Task directions:
Some lines in the material below hold the word "into". Copy all of them.

------

//! Session lifecycle for the two credential schemes.
//!
//! Both schemes implement [`SessionProvider`]: the owner scheme issues
//! stateless signed tokens (its `revoke` is an explicit no-op), the store
//! scheme issues server-side session rows that are individually revocable.

use chrono::{DateTime, Duration, Utc};
use jsonwebtoken::{Algorithm, DecodingKey, EncodingKey, Header, Validation};
use secrecy::ExposeSecret;
use serde::{Deserialize, Serialize};
use sqlx::PgPool;
use uuid::Uuid;

use screenfix_core::Username;

use crate::config::ServerConfig;
use crate::db::{SessionRepository, StoreUserRepository};
use crate::models::{OwnerPrincipal, StoreContext};
use crate::services::auth::{self, AuthError};

/// Cookie carrying the owner's signed token.
pub const OWNER_COOKIE: &str = "sf_owner";

/// Cookie carrying the opaque store-session ID.
pub const STORE_COOKIE: &str = "sf_store";

/// Owner tokens stay valid for 7 days.
pub const OWNER_TOKEN_TTL_SECONDS: i64 = 7 * 24 * 60 * 60;

/// Store sessions last one shift.
pub const STORE_SESSION_TTL_SECONDS: i64 = 8 * 60 * 60;

/// The subject claim every owner token carries.
const OWNER_SUBJECT: &str = "owner";

/// A freshly issued credential: the raw cookie value and its expiry.
#[derive(Debug, Clone)]
pub struct IssuedCredential {
    pub value: String,
    pub expires_at: DateTime<Utc>,
}

/// Username/password pair submitted to a login endpoint.
///
/// Carries the raw password, so it implements neither `Debug` nor `Clone`.
pub struct LoginAttempt {
    pub username: String,
    pub password: String,
}

/// Common lifecycle of a credential scheme.
///
/// `issue` turns a login attempt into a credential, `validate` turns a raw
/// cookie value into a typed principal, `revoke` invalidates a credential
/// where the scheme supports it.
#[allow(async_fn_in_trait)]
pub trait SessionProvider {
    /// The per-request identity this scheme authenticates.
    type Principal;

    /// Verify a login attempt and issue a credential.
    async fn issue(&self, login: LoginAttempt) -> Result<IssuedCredential, AuthError>;

    /// Verify a raw credential and produce the principal it authorizes.
    async fn validate(&self, raw: &str) -> Result<Self::Principal, AuthError>;

    /// Invalidate a credential. Idempotent.
    async fn revoke(&self, raw: &str) -> Result<(), AuthError>;
}

// =============================================================================
// Owner scheme (stateless)
// =============================================================================

#[derive(Debug, Serialize, Deserialize)]
struct OwnerClaims {
    sub: String,
    username: String,
    iat: i64,
    exp: i64,
}

/// Stateless owner sessions: an HS256-signed token verified by signature and
/// expiry alone, with no server-side record.
pub struct OwnerSessions<'a> {
    config: &'a ServerConfig,
}

impl<'a> OwnerSessions<'a> {
    /// Create the owner session provider.
    #[must_use]
    pub const fn new(config: &'a ServerConfig) -> Self {
        Self { config }
    }

    fn signing_secret(&self) -> Result<&str, AuthError> {
        self.config
            .jwt_secret
            .as_ref()
            .map(ExposeSecret::expose_secret)
            .ok_or(AuthError::NotConfigured)
    }
}

impl SessionProvider for OwnerSessions<'_> {
    type Principal = OwnerPrincipal;

    async fn issue(&self, login: LoginAttempt) -> Result<IssuedCredential, AuthError> {
        let Some(owner) = &self.config.owner else {
            return Err(AuthError::NotConfigured);
        };
        let secret = self.signing_secret()?;

        // Single shared operator credential: compared verbatim, and both
        // fields checked so failures stay uniform.
        let username_ok = login.username == owner.username;
        let password_ok = login.password == owner.password.expose_secret();
        if !(username_ok && password_ok) {
            return Err(AuthError::InvalidCredentials);
        }

        let now = Utc::now();
        let expires_at = now + Duration::seconds(OWNER_TOKEN_TTL_SECONDS);
        let claims = OwnerClaims {
            sub: OWNER_SUBJECT.to_string(),
            username: owner.username.clone(),
            iat: now.timestamp(),
            exp: expires_at.timestamp(),
        };

        let token = jsonwebtoken::encode(
            &Header::new(Algorithm::HS256),
            &claims,
            &EncodingKey::from_secret(secret.as_bytes()),
        )
        .map_err(|_| AuthError::SessionInvalid)?;

        Ok(IssuedCredential {
            value: token,
            expires_at,
        })
    }

    async fn validate(&self, raw: &str) -> Result<Self::Principal, AuthError> {
        let secret = self.signing_secret()?;

        let mut validation = Validation::new(Algorithm::HS256);
        validation.leeway = 0;

        let data = jsonwebtoken::decode::<OwnerClaims>(
            raw,
            &DecodingKey::from_secret(secret.as_bytes()),
            &validation,
        )
        .map_err(|_| AuthError::SessionInvalid)?;

        if data.claims.sub != OWNER_SUBJECT {
            return Err(AuthError::SessionInvalid);
        }

        Ok(OwnerPrincipal {
            subject: data.claims.sub,
            username: data.claims.username,
        })
    }

    /// No-op: the token is stateless, so nothing server-side can be
    /// invalidated. Logout clears the cookie only; a copy of an unexpired
    /// token replayed elsewhere remains valid until `exp`.
    async fn revoke(&self, _raw: &str) -> Result<(), AuthError> {
        Ok(())
    }
}

// =============================================================================
// Store scheme (stateful)
// =============================================================================

/// Stateful store sessions: one `store_session` row per login, validated by
/// lookup and revocable by deletion.
pub struct StoreSessions<'a> {
    pool: &'a PgPool,
}

impl<'a> StoreSessions<'a> {
    /// Create the store session provider.
    #[must_use]
    pub const fn new(pool: &'a PgPool) -> Self {
        Self { pool }
    }
}

impl SessionProvider for StoreSessions<'_> {
    type Principal = StoreContext;

    async fn issue(&self, login: LoginAttempt) -> Result<IssuedCredential, AuthError> {
        // A malformed username can never match a stored account; fail the
        // same way a wrong password does.
        let username =
            Username::parse(&login.username).map_err(|_| AuthError::InvalidCredentials)?;

        let Some((user, password_hash)) = StoreUserRepository::new(self.pool)
            .get_with_hash(&username)
            .await?
        else {
            return Err(AuthError::InvalidCredentials);
        };

        if !user.active {
            return Err(AuthError::InvalidCredentials);
        }

        // Argon2 verification is CPU-bound; keep it off the async workers.
        let password = login.password;
        tokio::task::spawn_blocking(move || auth::verify_password(&password, &password_hash))
            .await
            .map_err(|_| AuthError::PasswordHash)??;

        let session = SessionRepository::new(self.pool)
            .create(user.id, Duration::seconds(STORE_SESSION_TTL_SECONDS))
            .await?;

        Ok(IssuedCredential {
            value: session.id.to_string(),
            expires_at: session.expires_at,
        })
    }

    async fn validate(&self, raw: &str) -> Result<Self::Principal, AuthError> {
        let id = Uuid::parse_str(raw).map_err(|_| AuthError::SessionInvalid)?;

        SessionRepository::new(self.pool)
            .find_context(id)
            .await?
            .ok_or(AuthError::SessionInvalid)
    }

    /// True revocation: deletes the session row. Unknown or malformed IDs are
    /// ignored so a second logout is a no-op rather than an error.
    async fn revoke(&self, raw: &str) -> Result<(), AuthError> {
        let Ok(id) = Uuid::parse_str(raw) else {
            return Ok(());
        };

        SessionRepository::new(self.pool).delete(id).await?;
        Ok(())
    }
}

// =============================================================================
// Cookies
// =============================================================================

/// Build a session cookie with the hardening attributes both schemes share.
#[must_use]
pub fn build_cookie(name: &str, value: &str, max_age_seconds: i64, secure: bool) -> String {
    let mut cookie =
        format!("{name}={value}; HttpOnly; SameSite=Strict; Path=/; Max-Age={max_age_seconds}");
    if secure {
        cookie.push_str("; Secure");
    }
    cookie
}

/// Build an expired cookie that clears `name` on the client.
#[must_use]
pub fn clear_cookie(name: &str, secure: bool) -> String {
    build_cookie(name, "", 0, secure)
}

#[cfg(test)]
#[allow(clippy::unwrap_used)]
mod tests {
    use super::*;
    use crate::config::{OwnerCredentials, RuntimeMode};
    use secrecy::SecretString;

    fn owner_config() -> ServerConfig {
        ServerConfig {
            mode: RuntimeMode::Development,
            database_url: SecretString::from("postgres://localhost/test"),
            host: "127.0.0.1".parse().unwrap(),
            port: 4000,
            owner: Some(OwnerCredentials {
                username: "owner".to_string(),
                password: SecretString::from("kY7#vQ2pL!xW9z"),
            }),
            jwt_secret: Some(SecretString::from("aB3$xY9!mK2@nL5#pQ7&rT0*uW4^zC6dE8")),
            webhook_secret: None,
            allowed_origins: Vec::new(),
            webhook_enabled: false,
            sentry_dsn: None,
        }
    }

    fn login(username: &str, password: &str) -> LoginAttempt {
        LoginAttempt {
            username: username.to_string(),
            password: password.to_string(),
        }
    }

    #[tokio::test]
    async fn test_owner_issue_validate_roundtrip() {
        let config = owner_config();
        let sessions = OwnerSessions::new(&config);

        let issued = sessions
            .issue(login("owner", "kY7#vQ2pL!xW9z"))
            .await
            .unwrap();
        assert!(issued.expires_at > Utc::now());

        let principal = sessions.validate(&issued.value).await.unwrap();
        assert_eq!(principal.subject, "owner");
        assert_eq!(principal.username, "owner");
    }

    #[tokio::test]
    async fn test_owner_issue_rejects_wrong_credentials() {
        let config = owner_config();
        let sessions = OwnerSessions::new(&config);

        for (username, password) in [
            ("owner", "wrong-password"),
            ("not-owner", "kY7#vQ2pL!xW9z"),
            ("not-owner", "wrong-password"),
        ] {
            let result = sessions.issue(login(username, password)).await;
            assert!(matches!(result, Err(AuthError::InvalidCredentials)));
        }
    }

    #[tokio::test]
    async fn test_owner_issue_unconfigured() {
        let config = ServerConfig {
            owner: None,
            ..owner_config()
        };
        let sessions = OwnerSessions::new(&config);

        let result = sessions.issue(login("owner", "kY7#vQ2pL!xW9z")).await;
        assert!(matches!(result, Err(AuthError::NotConfigured)));
    }

    #[tokio::test]
    async fn test_owner_validate_rejects_garbage() {
        let config = owner_config();
        let sessions = OwnerSessions::new(&config);

        assert!(matches!(
            sessions.validate("not-a-token").await,
            Err(AuthError::SessionInvalid)
        ));
    }

    #[tokio::test]
    async fn test_owner_validate_rejects_tampered_token() {
        let config = owner_config();
        let sessions = OwnerSessions::new(&config);

        let issued = sessions
            .issue(login("owner", "kY7#vQ2pL!xW9z"))
            .await
            .unwrap();
        let mut tampered = issued.value;
        tampered.pop();
        tampered.push('A');

        assert!(matches!(
            sessions.validate(&tampered).await,
            Err(AuthError::SessionInvalid)
        ));
    }

    #[tokio::test]
    async fn test_owner_validate_rejects_expired_token() {
        let config = owner_config();
        let sessions = OwnerSessions::new(&config);
        let secret = config.jwt_secret.as_ref().unwrap().expose_secret();

        let now = Utc::now();
        let claims = OwnerClaims {
            sub: OWNER_SUBJECT.to_string(),
            username: "owner".to_string(),
            iat: (now - Duration::days(8)).timestamp(),
            exp: (now - Duration::days(1)).timestamp(),
        };
        let token = jsonwebtoken::encode(
            &Header::new(Algorithm::HS256),
            &claims,
            &EncodingKey::from_secret(secret.as_bytes()),
        )
        .unwrap();

        assert!(matches!(
            sessions.validate(&token).await,
            Err(AuthError::SessionInvalid)
        ));
    }

    #[tokio::test]
    async fn test_owner_validate_rejects_wrong_subject() {
        let config = owner_config();
        let sessions = OwnerSessions::new(&config);
        let secret = config.jwt_secret.as_ref().unwrap().expose_secret();

        let now = Utc::now();
        let claims = OwnerClaims {
            sub: "store".to_string(),
            username: "owner".to_string(),
            iat: now.timestamp(),
            exp: (now + Duration::days(1)).timestamp(),
        };
        let token = jsonwebtoken::encode(
            &Header::new(Algorithm::HS256),
            &claims,
            &EncodingKey::from_secret(secret.as_bytes()),
        )
        .unwrap();

        assert!(matches!(
            sessions.validate(&token).await,
            Err(AuthError::SessionInvalid)
        ));
    }

    #[tokio::test]
    async fn test_owner_revoke_is_noop() {
        let config = owner_config();
        let sessions = OwnerSessions::new(&config);

        let issued = sessions
            .issue(login("owner", "kY7#vQ2pL!xW9z"))
            .await
            .unwrap();
        sessions.revoke(&issued.value).await.unwrap();

        // The token still validates: stateless revoke cannot invalidate it.
        assert!(sessions.validate(&issued.value).await.is_ok());
    }

    #[test]
    fn test_build_cookie_attributes() {
        let cookie = build_cookie(OWNER_COOKIE, "token", 3600, false);
        assert!(cookie.starts_with("sf_owner=token; "));
        assert!(cookie.contains("HttpOnly"));
        assert!(cookie.contains("SameSite=Strict"));
        assert!(cookie.contains("Max-Age=3600"));
        assert!(!cookie.contains("Secure"));

        let secure = build_cookie(STORE_COOKIE, "abc", 60, true);
        assert!(secure.ends_with("; Secure"));
    }

    #[test]
    fn test_clear_cookie_expires_immediately() {
        let cookie = clear_cookie(STORE_COOKIE, false);
        assert!(cookie.starts_with("sf_store=; "));
        assert!(cookie.contains("Max-Age=0"));
    }
}
//! HTTP middleware stack for the booking service.
//!
//! # Middleware Order (bottom to top in Router)
//!
//! 1. Sentry layer (capture errors)
//! 2. CORS (origin policy engine; answers preflight before anything else)
//! 3. `TraceLayer` (request tracing)
//! 4. Rate governor (counter + slowdown, mounted on the auth route groups)
//! 5. Route guards (`RequireOwner` / `RequireStoreUser` extractors)

pub mod auth;
pub mod origin;
pub mod rate_limit;

pub use auth::{RequireOwner, RequireStoreUser, cookie_value};
pub use origin::{OriginPolicy, cors_layer};
pub use rate_limit::{RateGovernor, RateLimitSettings};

------

Result:
/// `issue` turns a login attempt into a credential, `validate` turns a raw
/// cookie value into a typed principal, `revoke` invalidates a credential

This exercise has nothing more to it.